* [TASK STATEMENT]:
Give the number of lines in the material below that hold "orientation", and nothing besides.
Segment Start: RECORDS FOR THE TASK
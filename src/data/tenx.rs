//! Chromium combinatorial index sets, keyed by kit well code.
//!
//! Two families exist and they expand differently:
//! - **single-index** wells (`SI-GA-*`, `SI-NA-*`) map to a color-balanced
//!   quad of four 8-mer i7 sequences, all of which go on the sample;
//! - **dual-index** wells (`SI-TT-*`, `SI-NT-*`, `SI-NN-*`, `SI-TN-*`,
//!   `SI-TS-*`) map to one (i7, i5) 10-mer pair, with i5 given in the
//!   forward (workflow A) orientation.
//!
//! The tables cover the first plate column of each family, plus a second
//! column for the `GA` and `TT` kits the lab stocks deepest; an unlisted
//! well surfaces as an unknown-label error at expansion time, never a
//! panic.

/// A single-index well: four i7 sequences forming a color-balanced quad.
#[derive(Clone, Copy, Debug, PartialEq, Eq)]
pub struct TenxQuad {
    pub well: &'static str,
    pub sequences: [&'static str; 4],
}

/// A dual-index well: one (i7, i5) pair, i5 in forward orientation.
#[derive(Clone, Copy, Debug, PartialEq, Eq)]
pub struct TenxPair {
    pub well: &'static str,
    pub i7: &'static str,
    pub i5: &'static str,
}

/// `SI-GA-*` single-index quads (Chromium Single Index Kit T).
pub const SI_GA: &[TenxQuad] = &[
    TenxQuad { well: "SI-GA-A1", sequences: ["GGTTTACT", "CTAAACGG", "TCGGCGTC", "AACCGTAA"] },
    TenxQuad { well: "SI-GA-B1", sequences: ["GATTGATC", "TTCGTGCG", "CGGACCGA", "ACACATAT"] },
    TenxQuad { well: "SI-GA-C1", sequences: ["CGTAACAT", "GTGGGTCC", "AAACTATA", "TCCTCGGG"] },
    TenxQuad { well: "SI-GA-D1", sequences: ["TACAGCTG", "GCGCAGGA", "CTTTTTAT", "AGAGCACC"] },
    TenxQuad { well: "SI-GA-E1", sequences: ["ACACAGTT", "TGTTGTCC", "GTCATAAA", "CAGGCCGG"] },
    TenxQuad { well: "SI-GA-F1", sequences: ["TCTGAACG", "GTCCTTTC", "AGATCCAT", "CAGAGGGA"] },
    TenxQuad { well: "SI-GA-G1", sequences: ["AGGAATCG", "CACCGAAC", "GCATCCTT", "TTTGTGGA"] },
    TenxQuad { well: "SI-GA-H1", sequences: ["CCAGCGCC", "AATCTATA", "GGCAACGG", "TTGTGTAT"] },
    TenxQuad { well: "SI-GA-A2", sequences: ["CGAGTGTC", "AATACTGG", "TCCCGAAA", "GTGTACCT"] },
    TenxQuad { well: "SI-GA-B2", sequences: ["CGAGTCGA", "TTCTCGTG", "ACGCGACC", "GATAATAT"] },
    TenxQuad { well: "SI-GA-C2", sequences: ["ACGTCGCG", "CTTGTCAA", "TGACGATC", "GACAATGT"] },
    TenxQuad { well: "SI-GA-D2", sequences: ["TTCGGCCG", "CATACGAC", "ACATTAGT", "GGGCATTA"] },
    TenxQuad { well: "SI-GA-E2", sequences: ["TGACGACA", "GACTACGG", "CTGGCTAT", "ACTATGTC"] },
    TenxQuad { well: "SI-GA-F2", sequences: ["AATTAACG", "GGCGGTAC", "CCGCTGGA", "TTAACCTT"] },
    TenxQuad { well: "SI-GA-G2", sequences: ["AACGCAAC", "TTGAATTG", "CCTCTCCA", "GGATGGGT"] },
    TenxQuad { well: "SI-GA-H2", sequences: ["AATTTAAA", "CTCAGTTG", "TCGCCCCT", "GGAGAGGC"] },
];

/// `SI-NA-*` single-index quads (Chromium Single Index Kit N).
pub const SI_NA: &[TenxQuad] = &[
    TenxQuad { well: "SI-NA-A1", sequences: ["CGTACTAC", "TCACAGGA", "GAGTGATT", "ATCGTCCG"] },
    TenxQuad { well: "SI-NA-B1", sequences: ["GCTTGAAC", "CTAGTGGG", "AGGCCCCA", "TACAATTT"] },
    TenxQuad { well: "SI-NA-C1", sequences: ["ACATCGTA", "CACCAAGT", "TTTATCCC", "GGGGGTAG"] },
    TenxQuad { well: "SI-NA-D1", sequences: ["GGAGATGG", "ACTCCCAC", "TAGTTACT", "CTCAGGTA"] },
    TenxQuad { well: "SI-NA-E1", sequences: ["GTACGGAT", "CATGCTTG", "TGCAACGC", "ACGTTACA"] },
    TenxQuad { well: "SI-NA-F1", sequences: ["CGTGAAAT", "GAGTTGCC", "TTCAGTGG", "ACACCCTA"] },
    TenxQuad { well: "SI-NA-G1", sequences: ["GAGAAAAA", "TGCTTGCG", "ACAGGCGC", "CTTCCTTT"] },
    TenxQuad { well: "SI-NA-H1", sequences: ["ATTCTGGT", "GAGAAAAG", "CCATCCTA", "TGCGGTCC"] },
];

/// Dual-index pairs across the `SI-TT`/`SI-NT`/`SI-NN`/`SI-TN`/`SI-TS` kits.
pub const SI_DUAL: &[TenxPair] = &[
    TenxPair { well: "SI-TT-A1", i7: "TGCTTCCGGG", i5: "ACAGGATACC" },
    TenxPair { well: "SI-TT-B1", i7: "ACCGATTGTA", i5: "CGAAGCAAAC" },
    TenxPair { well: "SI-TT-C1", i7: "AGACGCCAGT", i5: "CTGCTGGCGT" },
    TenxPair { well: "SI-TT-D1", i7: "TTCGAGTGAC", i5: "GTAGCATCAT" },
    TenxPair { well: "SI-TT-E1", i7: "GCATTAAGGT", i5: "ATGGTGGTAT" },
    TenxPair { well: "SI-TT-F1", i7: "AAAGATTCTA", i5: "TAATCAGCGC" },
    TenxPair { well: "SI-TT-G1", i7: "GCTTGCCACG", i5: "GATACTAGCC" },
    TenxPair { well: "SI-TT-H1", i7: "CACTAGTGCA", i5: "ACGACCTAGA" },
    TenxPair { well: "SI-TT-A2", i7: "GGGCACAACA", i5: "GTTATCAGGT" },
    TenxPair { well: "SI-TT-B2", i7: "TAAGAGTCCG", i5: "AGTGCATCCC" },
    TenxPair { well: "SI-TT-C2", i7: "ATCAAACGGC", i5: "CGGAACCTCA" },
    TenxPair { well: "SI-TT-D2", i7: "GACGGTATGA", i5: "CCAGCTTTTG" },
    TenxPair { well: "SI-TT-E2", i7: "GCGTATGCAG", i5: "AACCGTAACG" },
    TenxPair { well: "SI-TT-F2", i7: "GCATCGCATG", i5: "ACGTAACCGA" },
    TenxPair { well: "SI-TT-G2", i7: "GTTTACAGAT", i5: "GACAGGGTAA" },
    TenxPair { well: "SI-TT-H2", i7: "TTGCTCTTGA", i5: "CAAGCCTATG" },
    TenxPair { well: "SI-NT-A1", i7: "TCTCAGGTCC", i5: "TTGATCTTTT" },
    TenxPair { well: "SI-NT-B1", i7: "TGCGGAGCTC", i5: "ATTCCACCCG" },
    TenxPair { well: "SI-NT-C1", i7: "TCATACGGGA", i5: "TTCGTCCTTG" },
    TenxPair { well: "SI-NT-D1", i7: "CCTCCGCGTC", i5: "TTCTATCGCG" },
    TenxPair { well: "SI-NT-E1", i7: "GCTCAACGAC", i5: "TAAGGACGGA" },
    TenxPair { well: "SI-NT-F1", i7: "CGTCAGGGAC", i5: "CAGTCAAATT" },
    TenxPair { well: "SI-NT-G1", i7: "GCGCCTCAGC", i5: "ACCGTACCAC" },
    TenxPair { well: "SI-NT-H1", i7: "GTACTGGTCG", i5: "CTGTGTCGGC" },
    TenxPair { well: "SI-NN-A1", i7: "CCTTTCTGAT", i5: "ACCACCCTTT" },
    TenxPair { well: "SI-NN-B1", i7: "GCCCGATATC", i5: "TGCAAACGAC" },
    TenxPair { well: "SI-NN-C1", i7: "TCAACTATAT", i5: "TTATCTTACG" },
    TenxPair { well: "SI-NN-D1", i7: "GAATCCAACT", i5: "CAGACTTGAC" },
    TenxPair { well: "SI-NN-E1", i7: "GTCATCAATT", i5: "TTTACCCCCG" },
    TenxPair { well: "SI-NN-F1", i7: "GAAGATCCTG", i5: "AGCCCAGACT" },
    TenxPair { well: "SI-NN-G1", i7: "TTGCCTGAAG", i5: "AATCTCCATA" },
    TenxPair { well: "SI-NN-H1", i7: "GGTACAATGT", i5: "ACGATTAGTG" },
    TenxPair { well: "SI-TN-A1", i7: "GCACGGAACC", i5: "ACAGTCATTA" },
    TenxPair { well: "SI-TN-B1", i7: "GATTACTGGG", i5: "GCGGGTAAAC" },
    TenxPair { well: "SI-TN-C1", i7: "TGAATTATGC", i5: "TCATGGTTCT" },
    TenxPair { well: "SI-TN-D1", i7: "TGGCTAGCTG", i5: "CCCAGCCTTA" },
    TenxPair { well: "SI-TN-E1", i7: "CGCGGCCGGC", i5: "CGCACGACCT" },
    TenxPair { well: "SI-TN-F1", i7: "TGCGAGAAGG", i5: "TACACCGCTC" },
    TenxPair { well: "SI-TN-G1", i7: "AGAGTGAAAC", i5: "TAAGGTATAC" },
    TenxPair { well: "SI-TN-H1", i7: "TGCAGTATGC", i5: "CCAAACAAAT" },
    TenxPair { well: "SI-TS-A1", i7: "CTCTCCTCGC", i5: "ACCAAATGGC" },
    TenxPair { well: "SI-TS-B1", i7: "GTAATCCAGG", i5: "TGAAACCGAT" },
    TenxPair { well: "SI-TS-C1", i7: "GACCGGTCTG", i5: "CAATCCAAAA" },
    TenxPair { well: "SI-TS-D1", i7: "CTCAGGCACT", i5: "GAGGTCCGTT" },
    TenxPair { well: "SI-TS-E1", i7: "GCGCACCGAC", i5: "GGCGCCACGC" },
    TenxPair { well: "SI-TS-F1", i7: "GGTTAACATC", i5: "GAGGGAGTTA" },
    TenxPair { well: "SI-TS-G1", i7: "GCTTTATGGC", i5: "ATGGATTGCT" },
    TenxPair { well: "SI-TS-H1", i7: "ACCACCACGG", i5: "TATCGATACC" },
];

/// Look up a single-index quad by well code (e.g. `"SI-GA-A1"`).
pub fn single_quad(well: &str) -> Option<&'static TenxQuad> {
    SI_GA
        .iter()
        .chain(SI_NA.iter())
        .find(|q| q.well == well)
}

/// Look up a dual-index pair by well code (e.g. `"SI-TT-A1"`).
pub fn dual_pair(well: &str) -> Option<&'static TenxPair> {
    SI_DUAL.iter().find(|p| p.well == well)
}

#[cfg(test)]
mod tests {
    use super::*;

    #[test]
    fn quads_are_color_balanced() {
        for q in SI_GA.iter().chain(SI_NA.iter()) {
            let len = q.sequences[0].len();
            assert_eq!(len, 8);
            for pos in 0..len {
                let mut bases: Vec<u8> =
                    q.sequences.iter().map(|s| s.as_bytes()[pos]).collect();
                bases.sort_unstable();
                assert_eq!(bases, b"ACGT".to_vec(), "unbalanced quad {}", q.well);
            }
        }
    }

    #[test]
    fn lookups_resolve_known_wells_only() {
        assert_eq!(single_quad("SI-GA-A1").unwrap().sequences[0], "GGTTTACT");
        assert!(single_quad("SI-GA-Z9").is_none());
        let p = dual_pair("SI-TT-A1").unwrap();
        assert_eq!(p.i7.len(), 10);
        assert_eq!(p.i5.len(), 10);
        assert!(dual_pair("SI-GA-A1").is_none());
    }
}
Segment End: RECORDS FOR THE TASK
* [RESULT]:
2